Yesterday her mom says, “Sofie, should we show Miss Chelsea how we can drink?”  I had been gone for a week at a movement workshop, but I was confused.  I knew how she drank.  I had been shaping and holding her tiny hands around the sippy cup for a month.

Her mom put the cup in front of her and Sofie picked it up with both hands.  She took a big gulp, all by herself, before setting the cup down.  I teared up.  I looked at Michelle wide-eyed.  She was smiling broadly.  I looked at Sofie, already on her second sip.  We were enjoying this beautiful moment of awe together and we knew it.

Michelle stepped out a moment later to get the laundry, and Sofie continued to sip.  She grinned at me before each one as if to say, “This is pretty cool, right?  I’m not just making it up?”  I answered her in tears, laughter, and cheers: “This is AMAZING!  Look at this new shiny toy you have!!”  She laughed, yodeled, and yelled in gleeful response.  Drinking water was great, having her friend to witness it was great, it was all super great.

As always, she reminds me of a great many truths.

The relationship between teacher and student can be fraught with complexity, but at least one thread should remain intact.  There should always, always be a celebration at the point of attainment.  The best teachers are never too busy, too self involved, or too enmeshed in a rut to say, “Wow!  That’s it!  How frickin’ cool!”  In the reality of classroom teaching you may only have a moment for this practice, but a moment can be more than enough.

I was and am pretty great at this part.  Whether it’s sippy cups or thesis statements, my joy at someone else’s attainment has always been genuine and effusive.  I’ve shrugged off large portions of the embarrassment I used to feel for being “too childish,” and I usually ignore those who accuse me of hyperbole.

But, as Sofie reminded me yesterday, I don’t always do this for myself as I learn.  I tend to take my learning very seriously,  wondering why I can’t go faster instead of stopping to throw myself the party I throw others.  And while it’s true that integration and reflection are necessary for mastery, why shouldn’t I also celebrate Sofie style?  I still feel the same chaotic, invigorating thrill when I learn something new.  But, as the workshop facilitator requested while I shared with the group this weekend, I have learned that I am supposed to “slow it down.”

Thus, here is one part of the conversation about this workshop that I REALLY wanted to have with someone.  Trigger warning: for those of you upset by all capital letters, this probably won’t be fun, but read it fast enough and you may get a nice little head buzz:

“OMGEEZUS!!! HOLY CRAP. <jazz hands, karate kick> All these new embodied communication tools are SOOOO FLIPPIN FUN.  I can’t even handle it, I can’t even…you know how we did the me and the you and then the WHOLE first two days I was like, NO!!! Me don’t wanna look at you right now, let’s dance side by side, nervous system meltdown…AHHHHHH…and I just protected that space like nobody’s business. <wolf howl, princess twirl> And then Julian and I were talking Monday and I’m usually all…AHHH, ERRR, UMMM, about the subject, but instead I was all BAM, clarity, and he was all, BAMBAM impact, and it was THE FUNEST because then I learned stuff on top of stuff and I LOVE THE CRAP OUT OF THAT HUMAN even when I don’t always like him.

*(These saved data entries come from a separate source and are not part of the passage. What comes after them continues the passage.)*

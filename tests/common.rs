//! Common test utilities for vault client integration tests
//!
//! Provides an in-memory `WalletProvider` whose answers and failures can be
//! scripted per call, plus helpers to build a client around it.

#![allow(dead_code)]

use std::collections::HashSet;
use std::path::PathBuf;
use std::sync::{Arc, Mutex};

use async_trait::async_trait;
use tokio::sync::Notify;
use vault_client::abi::selector;
use vault_client::{
    Address, CallRequest, ContractFiles, TransactionReceipt, TransactionRequest, VaultClient,
    VaultError, WalletProvider, U256,
};

pub const ACCOUNT: &str = "0xABC0000000000000000000000000000000000001";

/// Timestamp the fake contract stamps on confirmed deposits
pub const CONFIRMED_AT: u64 = 1_700_000_000;

pub fn account() -> Address {
    ACCOUNT.parse().expect("valid test account")
}

pub fn word(value: U256) -> [u8; 32] {
    value.to_be_bytes::<32>()
}

pub fn init_logger() {
    env_logger::builder()
        .filter_level(log::LevelFilter::Debug)
        .is_test(true)
        .try_init()
        .ok();
}

/// Provider calls that can be made to fail
#[derive(Debug, Clone, Copy, PartialEq, Eq, Hash)]
pub enum FakeCall {
    RequestAccounts,
    Balance,
    GovernanceTokens,
    GetDeposit,
    Send,
    Confirm,
}

#[derive(Debug, Default)]
struct Chain {
    balance: U256,
    governance_tokens: U256,
    deposit_amount: U256,
    deposit_timestamp: U256,
    sent: Vec<TransactionRequest>,
    reads: usize,
}

pub struct FakeProvider {
    accounts: Vec<Address>,
    chain: Mutex<Chain>,
    failing: Mutex<HashSet<FakeCall>>,
    /// When set, confirmations wait for a notification
    gate: Option<Arc<Notify>>,
}

impl FakeProvider {
    pub fn new() -> Self {
        Self {
            accounts: vec![account()],
            chain: Mutex::new(Chain::default()),
            failing: Mutex::new(HashSet::new()),
            gate: None,
        }
    }

    pub fn with_accounts(mut self, accounts: &[Address]) -> Self {
        self.accounts = accounts.to_vec();
        self
    }

    pub fn with_gate(mut self, gate: Arc<Notify>) -> Self {
        self.gate = Some(gate);
        self
    }

    pub fn set_balance(&self, wei: U256) {
        self.chain.lock().unwrap().balance = wei;
    }

    pub fn set_governance_tokens(&self, tokens: U256) {
        self.chain.lock().unwrap().governance_tokens = tokens;
    }

    pub fn set_deposit_timestamp(&self, timestamp: u64) {
        self.chain.lock().unwrap().deposit_timestamp = U256::from(timestamp);
    }

    pub fn fail(&self, call: FakeCall) {
        self.failing.lock().unwrap().insert(call);
    }

    pub fn recover(&self, call: FakeCall) {
        self.failing.lock().unwrap().remove(&call);
    }

    pub fn sent(&self) -> Vec<TransactionRequest> {
        self.chain.lock().unwrap().sent.clone()
    }

    pub fn reads(&self) -> usize {
        self.chain.lock().unwrap().reads
    }

    fn check(&self, call: FakeCall) -> Result<(), VaultError> {
        if self.failing.lock().unwrap().contains(&call) {
            Err(VaultError::Transport(format!("{:?} unavailable", call)))
        } else {
            Ok(())
        }
    }
}

#[async_trait]
impl WalletProvider for FakeProvider {
    async fn request_accounts(&self) -> Result<Vec<Address>, VaultError> {
        if self.failing.lock().unwrap().contains(&FakeCall::RequestAccounts) {
            return Err(VaultError::ConnectionRejected("User rejected the request".into()));
        }
        Ok(self.accounts.clone())
    }

    async fn get_balance(&self, _address: Address) -> Result<U256, VaultError> {
        self.check(FakeCall::Balance)?;
        Ok(self.chain.lock().unwrap().balance)
    }

    async fn call(&self, request: &CallRequest) -> Result<Vec<u8>, VaultError> {
        let mut chain = self.chain.lock().unwrap();
        chain.reads += 1;

        let selector_bytes = &request.data[..4];
        if selector_bytes == selector("getGovernanceTokens(address)") {
            self.check(FakeCall::GovernanceTokens)?;
            Ok(word(chain.governance_tokens).to_vec())
        } else if selector_bytes == selector("getDeposit(address)") {
            self.check(FakeCall::GetDeposit)?;
            let mut out = word(chain.deposit_amount).to_vec();
            out.extend_from_slice(&word(chain.deposit_timestamp));
            Ok(out)
        } else {
            Err(VaultError::Rpc {
                code: 3,
                message: "execution reverted".into(),
            })
        }
    }

    async fn sign_and_send(&self, request: &TransactionRequest) -> Result<String, VaultError> {
        self.check(FakeCall::Send)?;
        let mut chain = self.chain.lock().unwrap();
        chain.sent.push(request.clone());
        Ok(format!("0x{:064x}", chain.sent.len()))
    }

    async fn wait_for_confirmation(&self, tx_hash: &str) -> Result<TransactionReceipt, VaultError> {
        if let Some(ref gate) = self.gate {
            gate.notified().await;
        }
        if self.failing.lock().unwrap().contains(&FakeCall::Confirm) {
            return Err(VaultError::TransactionReverted(tx_hash.to_string()));
        }

        let mut chain = self.chain.lock().unwrap();
        let last = chain.sent.last().cloned();
        if let Some(tx) = last {
            if !tx.value.is_zero() {
                chain.deposit_amount += tx.value;
                chain.deposit_timestamp = U256::from(CONFIRMED_AT);
                chain.balance = chain.balance.saturating_sub(tx.value);
            }
        }

        Ok(TransactionReceipt {
            tx_hash: tx_hash.to_string(),
            block_number: chain.sent.len() as u64,
            success: true,
        })
    }
}

/// Deployment files shipped with the repository
pub fn deploy_files() -> ContractFiles {
    let root = PathBuf::from(env!("CARGO_MANIFEST_DIR"));
    ContractFiles::new(
        root.join("deploy/contract-address.json"),
        root.join("deploy/abi.json"),
    )
}

pub fn client_with(provider: Arc<FakeProvider>) -> VaultClient {
    let config = deploy_files().load().expect("deploy files load");
    VaultClient::new(Some(provider as Arc<dyn WalletProvider>), config)
}
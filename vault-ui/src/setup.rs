//! Contract setup check
//!
//! Verifies the deployment outputs exist and parse before the UI is served.

use std::io::Write;

use vault_client::{ContractConfig, ContractFiles};

/// Load both files (pre-flight included) and report them to `out`
///
/// The ABI is echoed as the document on disk, not as re-serialised entries.
pub fn check(files: &ContractFiles, out: &mut impl Write) -> anyhow::Result<ContractConfig> {
    let config = files.load()?;

    writeln!(out, "Contract Address: {}", config.address)?;
    writeln!(out, "ABI: {}", config.abi.to_json_pretty()?)?;
    writeln!(out, "Setup complete!")?;

    Ok(config)
}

Super crazy sauce.  And wait <dramatic pause for effect> Monday night at dance I was like, HEY, WHAT’S YOUR STORY ABOUT SOOOOOO MANY THINGS!! It was weird because then there was all kindsa room, VROOM VROOM, about these particular stories, and I was like WOAH…I AM COMMUNICATING THE FUCK OUT OF THIS DAY, and maybe I will only get better.  BWAHAHAHA…I AM CHELSEA, COMMUNICATION MASTER!!”

Compare this to: “It was a really powerful experience.  I can really see the impact already in the area of communication, integrity, and boundaries.”  You’re right, you can’t, because the grown up version is boring.

Don’t get committed by concerned friends and family, but seriously people, celebrate your learning the next time you get the chance.  Take your cues from your two year old, your dog, or even nature blooming into Spring.  We woke up today when others didn’t.  Everything else should seem miraculous as the first days navigating the sippy cup.